I waited a whole day for the radio station to play it again. When they did, I managed to tape it onto a cheap “EJ Korvettes” cassette with my cheesy little “Norelco” mono tape recorder. I continued to listen to that piece over and over again until I wore the cassette out.  Around the same time the radio station kept playing a commercial for a hair salon. Normally I would change the station than rather wait through a boring advert about hair, but this commercial was different.
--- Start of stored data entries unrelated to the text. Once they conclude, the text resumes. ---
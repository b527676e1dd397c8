//! Category catalog for product generation and display
//! Brand and item-type pools per category, size rules, and pricing helpers

use crate::models::{Category, Product};
use rand::Rng;

/// Brand and item-type pools for one category
#[derive(Debug, Clone, Copy)]
pub struct CategoryProfile {
    pub brands: &'static [&'static str],
    pub item_types: &'static [&'static str],
}

/// Pools behind the generated product names
pub fn profile(category: Category) -> CategoryProfile {
    match category {
        Category::Electronics => CategoryProfile {
            brands: &["TechNova", "SoundWave"],
            item_types: &["4K TV", "Headphones", "Cable"],
        },
        Category::Home => CategoryProfile {
            brands: &["CozyNest", "GreenThumb"],
            item_types: &["Pillow", "Bin", "Planter"],
        },
        Category::Toys => CategoryProfile {
            brands: &["FunZone", "BrickBuilder"],
            item_types: &["Action Fig", "Blocks", "Doll"],
        },
        Category::PersonalCare => CategoryProfile {
            brands: &["GlowUp", "PureSmile"],
            item_types: &["Shampoo", "Soap", "Lotion"],
        },
        Category::Grocery => CategoryProfile {
            brands: &["GreatValue", "TastyBite"],
            item_types: &["Cereal", "Pasta", "Coffee"],
        },
    }
}

/// Shelf dimensions (width, height) in inches by category size rule
pub fn dimensions(category: Category) -> (f64, f64) {
    match category {
        Category::Electronics => (40.0, 25.0),
        Category::Home => (15.0, 15.0),
        Category::Grocery | Category::PersonalCare => (3.0, 8.0),
        Category::Toys => (8.0, 10.0),
    }
}

/// Unit cost draw: uniform $5-$50, rounded to cents
pub fn draw_cost(rng: &mut impl Rng) -> f64 {
    round_cents(rng.gen_range(5.0..50.0))
}

/// Retail price at the standard 40% markup over cost
pub fn price_from_cost(cost: f64) -> f64 {
    round_cents(cost * 1.4)
}

pub fn round_cents(value: f64) -> f64 {
    (value * 100.0).round() / 100.0
}

/// Catalog name for the i-th generated product
pub fn product_name(category: Category, index: u32) -> String {
    format!("{} Item {}", category.as_str(), index)
}

/// Display descriptor combining a brand and item type, stable per sku
/// (e.g. "CozyNest Pillow" for a Home sku)
pub fn descriptor(category: Category, sku_id: u32) -> String {
    let p = profile(category);
    let brand = p.brands[(sku_id as usize) % p.brands.len()];
    let item = p.item_types[(sku_id as usize / p.brands.len()) % p.item_types.len()];
    format!("{} {}", brand, item)
}

/// Full display name for communications ("Home Item 34 - CozyNest Pillow")
pub fn display_name(product: &Product) -> String {
    format!(
        "{} - {}",
        product.product_name,
        descriptor(product.category_kind(), product.sku_id)
    )
}

#[cfg(test)]
mod tests {
    use super::*;
    use rand::rngs::StdRng;
    use rand::SeedableRng;

    #[test]
    fn test_dimensions_by_category() {
        assert_eq!(dimensions(Category::Electronics), (40.0, 25.0));
        assert_eq!(dimensions(Category::Home), (15.0, 15.0));
        assert_eq!(dimensions(Category::Grocery), (3.0, 8.0));
        assert_eq!(dimensions(Category::PersonalCare), (3.0, 8.0));
        assert_eq!(dimensions(Category::Toys), (8.0, 10.0));
    }

    #[test]
    fn test_price_markup() {
        assert_eq!(price_from_cost(10.0), 14.0);
        assert_eq!(price_from_cost(33.33), 46.66);
    }

    #[test]
    fn test_cost_range() {
        let mut rng = StdRng::seed_from_u64(7);
        for _ in 0..1000 {
            let cost = draw_cost(&mut rng);
            assert!((5.0..50.0).contains(&cost));
            assert_eq!(cost, round_cents(cost));
        }
    }

    #[test]
    fn test_descriptor_stable() {
        let a = descriptor(Category::Home, 50034);
        let b = descriptor(Category::Home, 50034);
        assert_eq!(a, b);
        assert!(a.starts_with("CozyNest") || a.starts_with("GreenThumb"));
    }

    #[test]
    fn test_product_name() {
        assert_eq!(product_name(Category::PersonalCare, 12), "Personal Care Item 12");
    }
}
use anyhow::Result;
use nwa_assortment::{db, models::Dataset};
use std::path::Path;
use tracing::{info, warn};

#[tokio::main]
async fn main() -> Result<()> {
    tracing_subscriber::fmt()
        .with_env_filter("info")
        .init();

    let data_dir = Path::new("data/regional");
    let db_path = "data/assortment.db";

    info!("Connecting to SurrealDB at {}", db_path);
    let db = db::connect(db_path).await?;

    info!("Initializing schema...");
    db::init_schema(&db).await?;

    info!("Reading regional CSVs from {:?}", data_dir);
    let dataset = Dataset::load(data_dir)?;
    info!(
        "Parsed {} stores, {} products, {} planogram slots, {} sales records",
        dataset.stores.len(),
        dataset.products.len(),
        dataset.planogram.len(),
        dataset.sales.len()
    );

    let mut error_count = 0;

    // Insert store master
    info!("Inserting stores...");
    for store in &dataset.stores {
        db.query(
            r#"
            CREATE store CONTENT {
                store_id: $store_id,
                store_name: $store_name,
                city: $city,
                format: $format,
                traffic_profile: $traffic_profile,
                shelf_capacity_ft: $shelf_capacity_ft
            };
            "#,
        )
        .bind(("store_id", store.store_id))
        .bind(("store_name", store.store_name.clone()))
        .bind(("city", store.city.clone()))
        .bind(("format", store.format.clone()))
        .bind(("traffic_profile", store.traffic_profile.clone()))
        .bind(("shelf_capacity_ft", store.shelf_capacity_ft))
        .await?
        .check()?;
    }

    // Insert product master
    info!("Inserting products...");
    for product in &dataset.products {
        db.query(
            r#"
            CREATE product CONTENT {
                sku_id: $sku_id,
                product_name: $product_name,
                category: $category,
                width_inches: $width_inches,
                height_inches: $height_inches,
                unit_price: $unit_price,
                unit_cost: $unit_cost
            };
            "#,
        )
        .bind(("sku_id", product.sku_id))
        .bind(("product_name", product.product_name.clone()))
        .bind(("category", product.category.clone()))
        .bind(("width_inches", product.width_inches))
        .bind(("height_inches", product.height_inches))
        .bind(("unit_price", product.unit_price))
        .bind(("unit_cost", product.unit_cost))
        .await?
        .check()?;
    }

    // Insert planogram assignments
    info!("Inserting planogram slots...");
    for slot in &dataset.planogram {
        db.query(
            r#"
            CREATE planogram CONTENT {
                store_id: $store_id,
                shelf_id: $shelf_id,
                sku_id: $sku_id,
                facings: $facings
            };
            "#,
        )
        .bind(("store_id", slot.store_id))
        .bind(("shelf_id", slot.shelf_id))
        .bind(("sku_id", slot.sku_id))
        .bind(("facings", slot.facings))
        .await?
        .check()?;
    }

    // Insert sales transactions
    info!("Inserting sales records...");
    let mut sale_count = 0;
    for (i, sale) in dataset.sales.iter().enumerate() {
        let result = db
            .query(
                r#"
                CREATE sale CONTENT {
                    date: $date,
                    store_id: $store_id,
                    sku_id: $sku_id,
                    units_sold: $units_sold,
                    revenue: $revenue,
                    margin: $margin
                };
                "#,
            )
            .bind(("date", sale.date.clone()))
            .bind(("store_id", sale.store_id))
            .bind(("sku_id", sale.sku_id))
            .bind(("units_sold", sale.units_sold))
            .bind(("revenue", sale.revenue))
            .bind(("margin", sale.margin))
            .await;

        match result {
            Ok(mut response) => match response.check() {
                Ok(_) => sale_count += 1,
                Err(e) => {
                    if error_count < 5 {
                        warn!("Query check failed for sale {}: {}", i, e);
                    }
                    error_count += 1;
                }
            },
            Err(e) => {
                if error_count < 5 {
                    warn!("Query error for sale {}: {}", i, e);
                }
                error_count += 1;
            }
        }

        if (i + 1) % 5000 == 0 {
            info!("Processed {}/{} sales records...", i + 1, dataset.sales.len());
        }
    }

    info!(
        "Ingestion complete: {} sales records, {} errors",
        sale_count, error_count
    );

    // Verify counts
    let store_total: Option<i64> = db
        .query("SELECT count() FROM store GROUP ALL")
        .await?
        .take("count")?;
    let product_total: Option<i64> = db
        .query("SELECT count() FROM product GROUP ALL")
        .await?
        .take("count")?;
    let plano_total: Option<i64> = db
        .query("SELECT count() FROM planogram GROUP ALL")
        .await?
        .take("count")?;
    let sale_total: Option<i64> = db
        .query("SELECT count() FROM sale GROUP ALL")
        .await?
        .take("count")?;

    info!("Database totals:");
    info!("  Stores:     {:?}", store_total);
    info!("  Products:   {:?}", product_total);
    info!("  Planogram:  {:?}", plano_total);
    info!("  Sales:      {:?}", sale_total);

    Ok(())
}
//! Synthetic data generator for the regional assortment dataset
//!
//! Builds the Northwest Arkansas market cluster (stores, products,
//! planograms, daily sales) and exports the four regional CSVs.
//!
//! Usage:
//!   cargo run --release --bin generate_data -- [OPTIONS]
//!
//! Options:
//!   --products <N>     Catalog size (default: 1000)
//!   --stores <N>       Store count (default: 20)
//!   --days <N>         Days of sales history (default: 90)
//!   --start-date <D>   First sales date, YYYY-MM-DD (default: 2024-06-01)
//!   --sell-rate <F>    Daily sell probability per slot (default: 0.10)
//!   --seed <N>         Random seed for reproducibility (optional)
//!   --output <PATH>    Output directory (default: data/regional)

use anyhow::{Context, Result};
use chrono::NaiveDate;
use clap::Parser;
use csv::WriterBuilder;
use nwa_assortment::models::{self, Dataset};
use nwa_assortment::synth::{self, GeneratorConfig};
use serde::Serialize;
use std::path::PathBuf;

/// Synthetic data generator for the regional assortment dataset
#[derive(Parser, Debug)]
#[command(name = "generate_data")]
#[command(about = "Generate synthetic store, product, planogram, and sales data")]
struct Args {
    /// Number of products in the catalog
    #[arg(long, default_value = "1000")]
    products: usize,

    /// Number of stores in the market cluster
    #[arg(long, default_value = "20")]
    stores: usize,

    /// Days of sales history
    #[arg(long, default_value = "90")]
    days: u32,

    /// First sales date (YYYY-MM-DD)
    #[arg(long, default_value = "2024-06-01")]
    start_date: String,

    /// Probability that a planogram slot sells on a given day (0.0 - 1.0)
    #[arg(long, default_value = "0.10")]
    sell_rate: f64,

    /// Mean of the Poisson unit draw before traffic/weekend multipliers
    #[arg(long, default_value = "2.0")]
    mean_units: f64,

    /// Random seed for reproducibility
    #[arg(long)]
    seed: Option<u64>,

    /// Output directory for the four regional CSVs
    #[arg(long, default_value = "data/regional")]
    output: PathBuf,
}

fn write_csv<T: Serialize>(path: &PathBuf, rows: &[T]) -> Result<()> {
    let mut writer = WriterBuilder::new()
        .has_headers(true)
        .from_path(path)
        .with_context(|| format!("creating {}", path.display()))?;
    for row in rows {
        writer.serialize(row)?;
    }
    writer.flush()?;
    Ok(())
}

fn main() -> Result<()> {
    let args = Args::parse();

    let start_date = NaiveDate::parse_from_str(&args.start_date, "%Y-%m-%d")
        .with_context(|| format!("invalid start date '{}'", args.start_date))?;

    let config = GeneratorConfig {
        num_products: args.products,
        num_stores: args.stores,
        days_history: args.days,
        start_date,
        daily_sell_rate: args.sell_rate,
        mean_units: args.mean_units,
        seed: args.seed,
    };

    println!("🏪 Regional Assortment Data Generator");
    println!("━━━━━━━━━━━━━━━━━━━━━━━━━━━━━━━━━━━━━━━━━━━━━━━━━━━━━━━━━━━━━━━━━━");
    println!("Products:     {}", config.num_products);
    println!("Stores:       {}", config.num_stores);
    println!("History:      {} days from {}", config.days_history, config.start_date);
    println!("Sell rate:    {:.1}% per slot-day", config.daily_sell_rate * 100.0);
    println!("Mean units:   {:.1}", config.mean_units);
    println!("Output:       {}", args.output.display());
    if let Some(seed) = config.seed {
        println!("Random seed:  {}", seed);
    }
    println!();

    println!("🏭 Generating regional data...");
    let Dataset {
        stores,
        products,
        planogram,
        sales,
    } = synth::generate(&config)?;

    std::fs::create_dir_all(&args.output)?;
    write_csv(&args.output.join(models::STORES_CSV), &stores)?;
    write_csv(&args.output.join(models::PRODUCTS_CSV), &products)?;
    write_csv(&args.output.join(models::PLANO_CSV), &planogram)?;
    write_csv(&args.output.join(models::SALES_CSV), &sales)?;

    println!("\n✅ Generation complete!");
    println!("━━━━━━━━━━━━━━━━━━━━━━━━━━━━━━━━━━━━━━━━━━━━━━━━━━━━━━━━━━━━━━━━━━");
    println!("Stores:            {:>8}", stores.len());
    println!("Products:          {:>8}", products.len());
    println!("Planogram slots:   {:>8}", planogram.len());
    println!("Sales records:     {:>8}", sales.len());
    println!("Output directory:  {}", args.output.display());

    Ok(())
}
Underneath the announcer was a very funky song with a deep, resonate male vocal that sang, “She had that Camarillo Brillo flaming out along her head.”  It sounded cool even though I had no idea what it meant.  Little did I know in a few months I would be acquainted with that song from Zappa’s “Overnight Sensation” album.

At that point in 1973, all I had known of Frank Zappa was from his group The Mothers playing with John and Yoko at the Fillmore East in 1971. The recording was on the Lennon / Ono album Sometime In New York City.  It featured a great “A minor” blues piece called “Well (Baby Please Don’t Go),” with John singing lead vocals and Yoko making painful screaming sounds. On the track, The Mothers were the backup band and Frank Zappa performed a wicked guitar solo. The disc also had a delightful track called “Scumbag,” where that particular word is repeated ad infinitum and eventually Frank Zappa blurts out in a very authoritative voice, “Let’s hear it for the scumbag!” I laughed my butt off.  Who was this Zappa?  Apparently a perverted musician of some sort I reckoned. Huh?

In passing, I had heard a rumor that he took a crap on stage and ate it. Was this true? Of course it wasn’t but it made for memorable press. I remember Frank Zappa being mentioned in the song “Smoke on the Water,” so he must have been somewhat important. Nonetheless, all I knew was this Zappa guy used an xylophone in his music and I always loved that instrument since my first introduction to it in Carl Stalling scores for Bug Bunny cartoons.  He also talked about yellow snow and dog-do snow cones and that kind of low brow humor always appealed to me. In essence, the Zappa bug bit me hard.

I pestered my mom relentlessly to take me to the local record store (Symphonette Music in Smithtown, NY) which was about five miles from my home so I could buy the Apostrophe album. I remember sheepishly asking the guy behind the counter if he had any Zappa records. He pointed to the back of the room. “He’s under Z,” he said. Well, that made sense. I slowly sauntered my way to the desolate back bin and instantly recognized Zappa’s piercing eyes and trademark goatee. I studied the record cautiously. On the back cover it read: “This is an album of songs and stories set to music performed for your dining and dancing pleasure by FZ.” Ha!  My sweaty, little hands reached in both pants pockets and took out a few crumpled dollar bills. I happily paid the man at the cash register who looked at me a bit suspiciously as if I was buying a Playboy magazine or something only adults had been known to fetish.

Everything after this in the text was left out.